Les personnes âgées voient moins bien chez elles

le 11 décembre 2013
Retraités vivant à domicile [maisons-de-retraite.fr] - Pourquoi les personnes âgées voient-elles moins bien à leur domicile que lors d’une consultation chez leur ophtalmologiste ? Selon une étude américaine menée à Saint-Louis (Missouri), ce phénomène ne résulte pas de causes psychologiques ou subjectives, mais de la mauvaise qualité de l’éclairage de leur résidence.

L’étude a été réalisée par les chercheurs de la Washington University chez des sujets âgés de 55 à 90 ans, suivis régulièrement sur le plan ophtalmologique, à la fois à domicile et en cabinet, entre 2005 et 2009 dans le cadre d’une recherche sur le glaucome.
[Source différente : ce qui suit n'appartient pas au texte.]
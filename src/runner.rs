use anyhow::Result;

use indicatif::{ProgressBar, ProgressStyle};
use itertools::Itertools;
#[cfg(feature = "parallel")]
use rayon::prelude::*;
use std::fs;
use std::path::Path;
use std::time::Instant;

use crate::args::Args;
use crate::config::{
    DEFAULT_FRACTION_BINS, MutationModel, PopulationConfig, PopulationModel, RateModel, Settings,
    SquareMatrix, SusceptibilityClass, SusceptibilityModel,
};
use crate::errors::VgsimError;
use crate::readwrite::{
    EventLogIO, GenealogyIO, RateTable, SampleFractionIO, TableIO, write_event_tables,
};
use crate::simulation::{Simulation, SimulationSummary};
use crate::stats::TreeDismember;

pub struct Runner {
    args: Args,
    settings: Settings,
}

impl Runner {
    pub fn new(args: Args) -> Result<Runner> {
        Self::setup_logger(&args);
        #[cfg(feature = "parallel")]
        Self::setup_rayon(&args);

        let mut settings = match &args.settings {
            Some(path) => Self::load_settings(path)?,
            None => Self::settings_from_tables(&args)?,
        };
        if args.seed.is_some() {
            settings.seed = args.seed;
        }
        log::info!("Loaded settings\n{}", settings);

        Ok(Runner { args, settings })
    }

    pub fn start(&mut self) -> Result<()> {
        let seed = *self.settings.seed.get_or_insert_with(rand::random::<u64>);
        log::info!("Using seed {seed}");

        fs::create_dir_all(&self.args.outdir)?;
        self.settings
            .write_to_file(&self.output_path(&self.args.name, "settings.yaml"))?;

        let start = Instant::now();
        let summaries = self.run_replicates(seed)?;
        for summary in summaries.iter() {
            println!("{summary}");
        }
        log::info!(
            "Finished {} replicates in {:.2?}",
            summaries.len(),
            start.elapsed()
        );
        Ok(())
    }

    /// Setup logging level and file
    fn setup_logger(args: &Args) {
        let log_level = match args.verbose {
            0 => log::LevelFilter::Info,
            1 => log::LevelFilter::Debug,
            _ => log::LevelFilter::Trace,
        };
        simple_logging::log_to_file(args.log_file.as_str(), log_level).unwrap_or_else(|_| {
            eprintln!("Unable to open log file.");
            std::process::exit(1);
        });
    }

    /// Setup rayon thread pool
    #[cfg(feature = "parallel")]
    fn setup_rayon(args: &Args) {
        if let Some(n_threads) = args.threads {
            println!("Setting number of threads to {}.", n_threads);
            rayon::ThreadPoolBuilder::new()
                .num_threads(n_threads)
                .build_global()
                .unwrap_or_else(|_| {
                    eprintln!("Unable to set number of threads.");
                    std::process::exit(1);
                });
        }
    }

    /// Load settings from file
    fn load_settings(path: &str) -> Result<Settings> {
        let settings: Settings = Settings::read_from_file(path)?;
        Ok(settings)
    }

    /// Assemble settings from the model tables given on the command line.
    fn settings_from_tables(args: &Args) -> Result<Settings> {
        let rates_path = args.rates.as_deref().ok_or_else(|| {
            VgsimError::ConfigurationError("No rate table given".to_string())
        })?;
        let rate_table = RateTable::read(rates_path)?;

        let susceptibility = match (&args.susceptibility, &args.suscep_transition) {
            (Some(classes), transitions) => {
                let classes = Vec::<SusceptibilityClass>::read(classes)?;
                let transitions = transitions
                    .as_deref()
                    .map(SquareMatrix::<f64>::read)
                    .transpose()?;
                SusceptibilityModel::new(classes, transitions)?
            }
            (None, Some(_)) => {
                return Err(VgsimError::ConfigurationError(
                    "Susceptibility transitions need susceptibility classes".to_string(),
                )
                .into());
            }
            (None, None) => SusceptibilityModel::default(),
        };

        let rate_model = RateModel::new(
            rate_table.rates,
            rate_table.population_rates,
            MutationModel::uniform(args.sites),
            susceptibility,
        )?;

        let population_model = match args.population_model.as_deref() {
            Some([populations, migration]) => PopulationModel::new(
                Vec::<PopulationConfig>::read(populations)?,
                SquareMatrix::<f64>::read(migration)?,
            )?,
            Some(_) => {
                return Err(VgsimError::ConfigurationError(
                    "Population model needs a population table and a migration matrix"
                        .to_string(),
                )
                .into());
            }
            None => PopulationModel::single(1),
        };

        let settings = Settings {
            rate_model,
            population_model,
            iterations: args.iterations,
            sample_size: args.sample_size.unwrap_or(args.iterations),
            seed: args.seed,
            tracked_site: args.tracked_site,
            fraction_bins: args
                .fraction_bins
                .clone()
                .unwrap_or_else(|| DEFAULT_FRACTION_BINS.to_vec()),
        };
        settings.validate()?;
        Ok(settings)
    }

    fn output_path(&self, name: &str, extension: &str) -> String {
        Path::new(&self.args.outdir)
            .join(format!("{name}.{extension}"))
            .to_string_lossy()
            .into_owned()
    }

    fn replicate_name(&self, replicate: usize) -> String {
        match self.args.replicates {
            1 => self.args.name.clone(),
            _ => format!("{}_{replicate}", self.args.name),
        }
    }

    fn progress_bar(&self) -> Option<ProgressBar> {
        if self.args.disable_progress_bar || self.args.replicates > 1 {
            return None;
        }
        let bar = ProgressBar::new(self.settings.iterations as u64);
        bar.set_style(
            ProgressStyle::default_bar()
                .template(
                    "[{bar:40}] {pos:>7}/{len:7} [{elapsed_precise} / {duration_precise}] {msg}",
                )
                .ok()?
                .progress_chars("=> "),
        );
        Some(bar)
    }

    #[cfg(feature = "parallel")]
    fn run_replicates(&self, seed: u64) -> Result<Vec<SimulationSummary>> {
        (0..self.args.replicates)
            .into_par_iter()
            .map(|replicate| self.run_replicate(replicate, seed.wrapping_add(replicate as u64)))
            .collect()
    }

    #[cfg(not(feature = "parallel"))]
    fn run_replicates(&self, seed: u64) -> Result<Vec<SimulationSummary>> {
        (0..self.args.replicates)
            .map(|replicate| self.run_replicate(replicate, seed.wrapping_add(replicate as u64)))
            .collect()
    }

    fn run_replicate(&self, replicate: usize, seed: u64) -> Result<SimulationSummary> {
        let name = self.replicate_name(replicate);
        let start = Instant::now();
        log::info!("Starting replicate {replicate} with seed {seed}");

        let mut simulation = Simulation::new(
            self.settings.rate_model.clone(),
            self.settings.population_model.clone(),
            seed,
        )?;
        match self.progress_bar() {
            Some(bar) => {
                simulation.simulate_with_progress(
                    self.settings.iterations,
                    self.settings.sample_size,
                    &bar,
                );
                bar.finish();
            }
            None => {
                simulation.simulate(self.settings.iterations, self.settings.sample_size);
            }
        }
        log::info!(
            "Simulated replicate {replicate} in {:.2?}",
            start.elapsed()
        );

        let summary = simulation.summary();
        log::info!("Summary of replicate {replicate}\n{summary}");

        if self.args.write_events {
            simulation
                .log()
                .write(&self.output_path(&name, "events.csv"))?;
        }

        if !(self.args.create_newick || self.args.write_mutations || self.args.tree_dismember) {
            return Ok(summary);
        }

        let genealogy = simulation.get_genealogy()?;
        log::info!(
            "Genealogy of replicate {replicate} has {} leaves, {} mutations and {} cross-population edges",
            genealogy.n_leaves(),
            genealogy.mutations().len(),
            genealogy.cross_population_edges()
        );
        if self.args.create_newick {
            genealogy.write_newick(&self.output_path(&name, "nwk"))?;
        }
        if self.args.write_mutations {
            genealogy.write_mutations(&self.output_path(&name, "mutations.tsv"))?;
        }

        if self.args.tree_dismember {
            let dismember = TreeDismember::new(&genealogy, self.settings.tracked_site);
            let (functional, neutral) = dismember.dismember();
            log::info!(
                "Dismembered into {} functional and {} neutral sub-trees",
                functional.len(),
                neutral.len()
            );

            let (functional_tables, neutral_tables) = dismember.event_tables();
            write_event_tables(
                &self.output_path(&name, "event_tables.csv"),
                &functional_tables,
                &neutral_tables,
            )?;

            let fractions = dismember.sample_fraction_table(&self.settings.fraction_bins);
            log::debug!(
                "Sample fractions: {}",
                fractions
                    .iter()
                    .map(|(upper, fraction)| format!("{upper}:{fraction}"))
                    .join(", ")
            );
            fractions.write(&self.output_path(&name, "sample_fraction.csv"))?;
        }

        Ok(summary)
    }
}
Parmi eux, 129 étaient atteints d’une pathologie oculaire et 49 indemnes.

Publiée en ligne le 21 novembre dernier sur le site de la revue anglophone dédiée à l’ophtalmologie JAMA Ophtalmology, elle a montré que si les personnes âgées voyaient moins bien chez elles, aucun syndrome dépressif n’était lié à ce phénomène. En effet, c’est la qualité de la lumière qui est en cause.

De plus, ce phénomène correspond à une réalité objective : l’acuité visuelle est effectivement moins bonne au domicile des sujets âgés.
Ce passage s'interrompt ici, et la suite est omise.